Política

Joan Tardá cumplió con su derecho democrático de preguntar al presidente del gobierno en la Sesión de Control de este 25 de octubre de 2017, porque afortunadamente el Congreso de los Diputados no está cerrado a cal y canto como sí el Parlament de Cataluña por sus amigos los golpistas de ERC y PDeCAT.

Lo que ocurre, es que si abres la boca con tus fábulas independentistas en la Cámara que representa a todos los españoles, corres el riesgo de que te den revolcón tras revolcón, y así acometió Mariano Rajoy:

  • Señor Tardá, me pregunta cuál es la respuesta del Gobierno ante la posición de ls insituticiones catalanas, me dice que han pedido diálogo y mi respuesta ha sido el 155. Es verdad. Conoce usted muy bien la respuesta. Es la única posible, cumplo con mi obligación al poner en marcha el 155 y lo hago ante el desprecio a nuestras leyes, a nuestra Constitución y al Estatuto de Cataluña. Ante el desprecio a millones de ciudadanos de Cataluña que ven cómo su gobierno ha liquidado la ley, y donde no hay ley, ni hay democracia ni hay diálogo.
  • El objetivo del 155 es restaurar la legalidad -supongo que usted querrá vivir en un país donde se aplique la ley-, apostar por la convivencia rota en Cataluña y atajar las consecuencias económicas que sus decisiones están provocando.
  • Es una decisión excepcional la del 155, y queremos que dure poco; por eso el final es la convocatoria de unas elecciones.

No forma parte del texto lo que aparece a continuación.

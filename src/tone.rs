// sine tone synthesis
use std::f64::consts::PI;

/// Full scale for 16 bit samples.
pub const AMPLITUDE: f64 = i16::MAX as f64;

#[derive(Copy, Clone, Debug, PartialEq)]
pub struct Tone {
    /// Frequency in Hz.
    frequency: f64,

    /// Samples per second.
    sample_rate: u32,

    /// Length in seconds.
    seconds: u32,
}

impl Tone {
    pub fn new(frequency: f64, sample_rate: u32, seconds: u32) -> Self {
        Tone {
            frequency,
            sample_rate,
            seconds,
        }
    }

    pub fn frequency(&self) -> f64 {
        self.frequency
    }

    pub fn sample_rate(&self) -> u32 {
        self.sample_rate
    }

    pub fn seconds(&self) -> u32 {
        self.seconds
    }

    /// number of samples in the whole tone
    pub fn sample_count(&self) -> usize {
        self.sample_rate as usize * self.seconds as usize
    }

    /// Sample `i` with the time axis stretched by `scale`.
    ///
    /// A scale of 1.0 is the signal that goes to the file.
    #[inline(always)]
    pub fn sample(&self, i: usize, scale: f64) -> f64 {
        (2.0 * PI * self.frequency * scale * i as f64 / self.sample_rate as f64).sin()
    }

    /// All samples at scale 1.0, quantized to 16 bit.
    pub fn pcm_samples(self) -> impl Iterator<Item = i16> {
        (0..self.sample_count()).map(move |i| quantize(self.sample(i, 1.0)))
    }
}

/// Truncates toward zero, `as` saturates anything outside the i16 range.
#[inline(always)]
pub fn quantize(s: f64) -> i16 {
    (s * AMPLITUDE) as i16
}

#[cfg(test)]
mod tests {
    use super::*;

    #[test]
    fn sample_count() {
        let tone = Tone::new(440.0, 48_000, 2);
        assert_eq!(tone.sample_count(), 96_000);
        assert_eq!(tone.pcm_samples().count(), 96_000);
    }

    #[test]
    fn quarter_period_peaks() {
        // a quarter of a period per sample
        let tone = Tone::new(12_000.0, 48_000, 1);
        let s: Vec<i16> = tone.pcm_samples().take(4).collect();
        assert_eq!(s[0], 0);
        assert_eq!(s[1], i16::MAX);
        assert_eq!(s[2], 0);
        assert_eq!(s[3], -i16::MAX);
    }

    #[test]
    fn samples_in_range() {
        for freq in [1.0, 440.0, 1234.5, 23_999.0] {
            let tone = Tone::new(freq, 48_000, 1);
            assert!(tone
                .pcm_samples()
                .all(|s| (-i16::MAX..=i16::MAX).contains(&s)));
        }
    }

    #[test]
    fn quantize_truncates_and_saturates() {
        assert_eq!(quantize(0.5), 16_383);
        assert_eq!(quantize(-0.5), -16_383);
        assert_eq!(quantize(2.0), i16::MAX);
        assert_eq!(quantize(-2.0), i16::MIN);
    }

    #[test]
    fn scale_stretches_time() {
        let tone = Tone::new(440.0, 48_000, 2);
        assert_eq!(tone.sample(100, 0.5), tone.sample(50, 1.0));
    }
}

Metido en harina, Rajoy le explicó muy clarito al independentista Tardá la razón principal por la que no ha podido negociar nada con el presidente de la Generalitat en estos meses; porque Puigdemont solo ha querido negociar una cosa:

  • Quisiera hacer algunas consideraciones en relación al tema del diálogo: con absoluta franqueza, le voy a decir lo que yo como presidente del Gobierno he vivido en los últimos tiempos. El único diálogo que yo he tenido con el señor Puigdemont, lo único que Puigdemont quiso negociar conmigo fueron los términos y los plazos de la independencia de Cataluña. Y yo no puedo negociar ni los términos ni los plazos de esa independencia. El señor Puigdemont no quiso hablar de nada más: no quiso ir a la conferencia de presidentes, ni hablar de la financiación autonómica, ni venir al Congreso, vamos a ver si ahora tiene a bien acudir al Senado.
  • En España llevamos 40 años dialogando; en los ayuntamientos, en las diputaciones y aquí. Donde no se puede dialogar es en el Parlamento de Cataluña porque lo han cerrado y la oposición no puede ejercer su función. ¡Es es el diálogo que ustedes quieren!